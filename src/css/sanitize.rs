//! Rule tree sanitization
//!
//! Walks the rule tree with an explicit work list. Import and namespace
//! rules are removed, style rules with a dangerous selector are removed,
//! and declarations holding dangerous values are neutralized in place.

use super::ast::{Declaration, ExpressionMember, Stylesheet, TopLevelRule};
use super::escape::decode_css_escapes;
use super::options::SanitizationOptions;
use super::writer::member_to_string;
use crate::patterns::{
    contains_dangerous_content, is_neutralized_property, is_safe_property, is_uri_safe, safe_default,
};
use tracing::debug;

/// Sanitize a stylesheet in place
pub fn sanitize_stylesheet(sheet: &mut Stylesheet, options: &SanitizationOptions) {
    let mut work: Vec<&mut Vec<TopLevelRule>> = vec![&mut sheet.rules];

    while let Some(rules) = work.pop() {
        rules.retain_mut(|rule| keep_rule(rule, options));
        for rule in rules {
            if let TopLevelRule::Media { rules: nested, .. } = rule {
                work.push(nested);
            }
        }
    }
}

/// Sanitize one rule's own content; false if the rule must be removed.
/// Media rule children are handled by the caller's work list.
fn keep_rule(rule: &mut TopLevelRule, options: &SanitizationOptions) -> bool {
    match rule {
        TopLevelRule::Import(prelude) | TopLevelRule::Namespace(prelude) => {
            debug!(prelude = %prelude, "dropping import/namespace rule");
            false
        }
        TopLevelRule::Media { query, .. } => {
            if contains_dangerous_content(&decode_css_escapes(query)) {
                debug!(query = %query, "dropping media rule with dangerous query");
                return false;
            }
            true
        }
        TopLevelRule::Style(style) => {
            if contains_dangerous_content(&decode_css_escapes(&style.selector)) {
                debug!(selector = %style.selector, "dropping rule with dangerous selector");
                return false;
            }
            sanitize_declarations(&mut style.declarations, options);
            !style.declarations.is_empty()
        }
    }
}

/// Sanitize a declaration list in place
pub fn sanitize_declarations(declarations: &mut Vec<Declaration>, options: &SanitizationOptions) {
    declarations.retain_mut(|declaration| {
        if options.strict_property_whitelist() && !is_safe_property(&declaration.property) {
            debug!(property = %declaration.property, "dropping property outside whitelist");
            return false;
        }

        let dangerous = is_neutralized_property(&declaration.property)
            || declaration
                .value
                .iter()
                .any(|member| is_dangerous_member(member, options));

        if dangerous {
            let replacement = safe_default(&declaration.property);
            debug!(property = %declaration.property, replacement, "neutralizing declaration");
            declaration.value = vec![ExpressionMember::literal(replacement)];
        }
        true
    });
}

/// Check a value member, including every member nested in function arguments
fn is_dangerous_member(member: &ExpressionMember, options: &SanitizationOptions) -> bool {
    let mut pending = vec![member];

    while let Some(member) = pending.pop() {
        match member {
            ExpressionMember::UriReference(uri) => {
                if !(options.allow_uris() && is_uri_safe(uri)) {
                    return true;
                }
            }
            ExpressionMember::Literal(text) => {
                if contains_dangerous_content(&decode_css_escapes(text)) {
                    return true;
                }
            }
            ExpressionMember::FunctionCall { name, args } => {
                // A url() that did not reduce to a single reference is malformed
                if decode_css_escapes(name).eq_ignore_ascii_case("url") {
                    return true;
                }
                if contains_dangerous_content(&decode_css_escapes(&member_to_string(member))) {
                    return true;
                }
                pending.extend(args.iter());
            }
        }
    }
    false
}

#[cfg(test)]
mod tests {
    use super::*;
    use crate::css::parser::{parse_declaration_list, parse_stylesheet};
    use crate::css::writer::{write_declarations, write_stylesheet};

    fn run(css: &str, options: &SanitizationOptions) -> String {
        let mut sheet = parse_stylesheet(css, options.max_nesting_depth()).unwrap();
        sanitize_stylesheet(&mut sheet, options);
        write_stylesheet(&sheet)
    }

    fn run_default(css: &str) -> String {
        run(css, &SanitizationOptions::default())
    }

    #[test]
    fn test_javascript_url_neutralized() {
        assert_eq!(
            run_default("body{background:url('javascript:alert(1)')}"),
            "body{background:none}"
        );
    }

    #[test]
    fn test_uris_blocked_by_default() {
        assert_eq!(run_default("p{background-image:url(a.png)}"), "p{background-image:none}");
    }

    #[test]
    fn test_safe_uris_allowed_with_option() {
        let options = SanitizationOptions::builder().allow_uris(true).build().unwrap();
        assert_eq!(
            run("p{background-image:url(a.png)}", &options),
            "p{background-image:url(\"a.png\")}"
        );
        assert_eq!(
            run("p{background-image:url(javascript:x)}", &options),
            "p{background-image:none}"
        );
    }

    #[test]
    fn test_nested_uri_in_function_checked() {
        assert_eq!(
            run_default("p{background-image:image-set(url(a.png) 1x)}"),
            "p{background-image:none}"
        );
    }

    #[test]
    fn test_escaped_expression_neutralized() {
        let out = run_default("p{width:\\65 xpression(alert(1))}");
        assert_eq!(out, "p{width:initial}");
    }

    #[test]
    fn test_color_default() {
        assert_eq!(run_default("p{stop-color:expression(x)}"), "p{stop-color:transparent}");
        assert_eq!(run_default("p{content:'<script>'}"), "p{content:normal}");
    }

    #[test]
    fn test_dangerous_selector_drops_rule() {
        assert_eq!(run_default("a[href^='javascript:']{color:red}p{color:blue}"), "p{color:blue}");
    }

    #[test]
    fn test_import_and_namespace_dropped() {
        assert_eq!(run_default("@namespace svg url(x);@\\69 mport 'x';p{color:red}"), "p{color:red}");
    }

    #[test]
    fn test_behavior_properties_neutralized() {
        assert_eq!(run_default("p{behavior:x;-moz-binding:y}"), "p{behavior:initial;-moz-binding:initial}");
    }

    #[test]
    fn test_strict_whitelist() {
        let options = SanitizationOptions::builder()
            .strict_property_whitelist(true)
            .build()
            .unwrap();
        assert_eq!(run("p{color:red;cursor:pointer}", &options), "p{color:red}");
        assert_eq!(run("p{cursor:pointer}", &options), "");
    }

    #[test]
    fn test_media_rules_sanitized() {
        assert_eq!(
            run_default("@media screen{p{color:red;width:expression(1)}@import 'x';}"),
            "@media screen{p{color:red;width:initial}}"
        );
    }

    #[test]
    fn test_important_kept_on_neutralized() {
        assert_eq!(
            run_default("p{background:url(x) !important}"),
            "p{background:none!important}"
        );
    }

    #[test]
    fn test_declaration_list() {
        let options = SanitizationOptions::default();
        let mut declarations = parse_declaration_list("fill: red; stroke: url(http://evil/x)").unwrap();
        sanitize_declarations(&mut declarations, &options);
        assert_eq!(write_declarations(&declarations), "fill:red;stroke:initial");
    }
}
//! Sanitization Strategy Module
//!
//! Ways of running the sanitizer beyond a single in-memory call:
//! - Parallel: independent documents across the Rayon pool
//!
//! Stream-to-stream sanitization lives in `crate::stream`.

pub mod parallel;

pub use parallel::{sanitize_batch, sanitize_batch_with, sanitize_css_batch};
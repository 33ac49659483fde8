//! Token to Event Decoding
//!
//! Turns tokenizer output into `XmlEvent`s while enforcing the
//! well-formedness rules the tokenizer cannot see on its own: tag
//! nesting, a single root element, and where declarations may appear.
//! Shared by the slice and stream readers.

use super::events::{EndElement, StartElement, XmlEvent};
use crate::core::attributes::parse_attributes;
use crate::core::entities::{is_char_reference, resolve_reference};
use crate::core::scanner::is_whitespace;
use crate::core::tokenizer::{ParseError, Token, TokenKind};
use std::borrow::Cow;
use std::collections::VecDeque;

/// Document-level parse state
#[derive(Debug, Default)]
pub struct EventDecoder {
    /// Names of currently open elements
    stack: Vec<String>,
    /// A token has been seen
    started: bool,
    /// The root element has been closed
    root_closed: bool,
    seen_doctype: bool,
}

impl EventDecoder {
    pub fn new() -> Self {
        Self::default()
    }

    /// Decode one token into zero, one, or two events.
    ///
    /// `base` is the document offset of the tokenizer's input window.
    pub fn decode<'a>(
        &mut self,
        token: Token<'a>,
        base: usize,
        out: &mut VecDeque<XmlEvent<'a>>,
    ) -> Result<(), ParseError> {
        let at = base + token.span.0;
        let first = !self.started;
        self.started = true;

        match token.kind {
            TokenKind::XmlDeclaration => {
                if !first {
                    return Err(ParseError::new(
                        "XML declaration allowed only at the start of the document",
                        at,
                    ));
                }
                let content = token.content.unwrap_or("");
                // '<?xml' precedes the declaration's pseudo-attributes
                out.push_back(decode_declaration(content, at + 5)?);
            }

            TokenKind::DocType => {
                if self.seen_doctype || !self.stack.is_empty() || self.root_closed {
                    return Err(ParseError::new("DOCTYPE must precede the root element", at));
                }
                self.seen_doctype = true;
                out.push_back(XmlEvent::DocType(Cow::Borrowed(token.content.unwrap_or(""))));
            }

            TokenKind::StartTag | TokenKind::EmptyTag => {
                if self.root_closed {
                    return Err(ParseError::new("Multiple root elements", at));
                }
                let name = token.name.unwrap_or("");
                let raw_attrs = token.content.unwrap_or("");
                let attributes = parse_attributes(raw_attrs, at + 1 + name.len())?;
                out.push_back(XmlEvent::StartElement(StartElement::new(name, attributes)));

                if token.kind == TokenKind::EmptyTag {
                    out.push_back(XmlEvent::EndElement(EndElement::new(name)));
                    if self.stack.is_empty() {
                        self.root_closed = true;
                    }
                } else {
                    self.stack.push(name.to_string());
                }
            }

            TokenKind::EndTag => {
                let name = token.name.unwrap_or("");
                match self.stack.pop() {
                    Some(open) if open == name => {}
                    Some(open) => {
                        return Err(ParseError::new(
                            format!("Mismatched end tag: expected </{}>, found </{}>", open, name),
                            at,
                        ))
                    }
                    None => {
                        return Err(ParseError::new(format!("Unexpected end tag </{}>", name), at))
                    }
                }
                if self.stack.is_empty() {
                    self.root_closed = true;
                }
                out.push_back(XmlEvent::EndElement(EndElement::new(name)));
            }

            TokenKind::Text => {
                let content = token.content.unwrap_or("");
                if self.stack.is_empty() {
                    // Whitespace around the root is not document content
                    if content.bytes().all(is_whitespace) {
                        return Ok(());
                    }
                    return Err(ParseError::new("Text content outside root element", at));
                }
                if content.contains("]]>") {
                    return Err(ParseError::new("']]>' not allowed in text content", at));
                }
                out.push_back(XmlEvent::Characters(Cow::Borrowed(content)));
            }

            TokenKind::EntityRef => {
                let name = token.name.unwrap_or("");
                if self.stack.is_empty() {
                    return Err(ParseError::new("Reference outside root element", at));
                }
                match resolve_reference(name) {
                    Some(c) => out.push_back(XmlEvent::Characters(Cow::Owned(c.to_string()))),
                    None if is_char_reference(name) => {
                        return Err(ParseError::new(
                            format!("Invalid character reference &{};", name),
                            at,
                        ))
                    }
                    None => out.push_back(XmlEvent::EntityReference(Cow::Borrowed(name))),
                }
            }

            TokenKind::CData => {
                if self.stack.is_empty() {
                    return Err(ParseError::new("CDATA section outside root element", at));
                }
                out.push_back(XmlEvent::CData(Cow::Borrowed(token.content.unwrap_or(""))));
            }

            TokenKind::Comment => {
                out.push_back(XmlEvent::Comment(Cow::Borrowed(token.content.unwrap_or(""))));
            }

            TokenKind::ProcessingInstruction => {
                let data = token.content.filter(|d| !d.is_empty()).map(Cow::Borrowed);
                out.push_back(XmlEvent::ProcessingInstruction {
                    target: Cow::Borrowed(token.name.unwrap_or("")),
                    data,
                });
            }
        }

        Ok(())
    }

    /// Check end-of-document state. `end` is the document length.
    pub fn finish(&self, end: usize) -> Result<(), ParseError> {
        if let Some(open) = self.stack.last() {
            return Err(ParseError::new(format!("Unclosed element <{}>", open), end));
        }
        if !self.root_closed {
            return Err(ParseError::new("Document has no root element", end));
        }
        Ok(())
    }
}

/// Decode `version`, `encoding` and `standalone` from an XML declaration
fn decode_declaration(content: &str, base: usize) -> Result<XmlEvent<'_>, ParseError> {
    let attrs = parse_attributes(content, base)?;

    let mut version = None;
    let mut encoding = None;
    let mut standalone = None;
    for attr in attrs {
        match attr.name.as_ref() {
            "version" => version = Some(attr.value),
            "encoding" => {
                let label = attr.value.as_ref();
                if !label.eq_ignore_ascii_case("utf-8") && !label.eq_ignore_ascii_case("us-ascii") {
                    return Err(ParseError::new(
                        format!("Unsupported encoding '{}': only UTF-8 input is accepted", label),
                        base,
                    ));
                }
                encoding = Some(attr.value);
            }
            "standalone" => {
                standalone = match attr.value.as_ref() {
                    "yes" => Some(true),
                    "no" => Some(false),
                    _ => return Err(ParseError::new("standalone must be 'yes' or 'no'", base)),
                }
            }
            other => {
                return Err(ParseError::new(
                    format!("Unexpected '{}' in XML declaration", other),
                    base,
                ))
            }
        }
    }

    let version = version.ok_or_else(|| ParseError::new("XML declaration requires a version", base))?;
    Ok(XmlEvent::XmlDeclaration { version, encoding, standalone })
}
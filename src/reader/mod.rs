//! XML Reader Module
//!
//! Provides different reading strategies over the same event model:
//! - SliceReader: Zero-copy reader over a complete document (Strategy A)
//! - StreamReader: Incremental reader over any `Read` source (Strategy B)
//! - Events: XML event types for pull parsing

pub mod buffered;
pub mod decoder;
pub mod events;
pub mod slice;

pub use buffered::StreamReader;
pub use events::{EndElement, Namespace, StartElement, XmlEvent};
pub use slice::SliceReader;

use crate::error::Result;

/// A pull source of well-formed XML events
pub trait EventSource<'a> {
    /// Get the next event, or None once the document is complete
    fn next_event(&mut self) -> Result<Option<XmlEvent<'a>>>;
}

* [About this exercise]: The answer must be every line of the entries that includes the word "XmlDeclaration".

* [Solution to this problem]:
            TokenKind::XmlDeclaration => {
    Ok(XmlEvent::XmlDeclaration { version, encoding, standalone })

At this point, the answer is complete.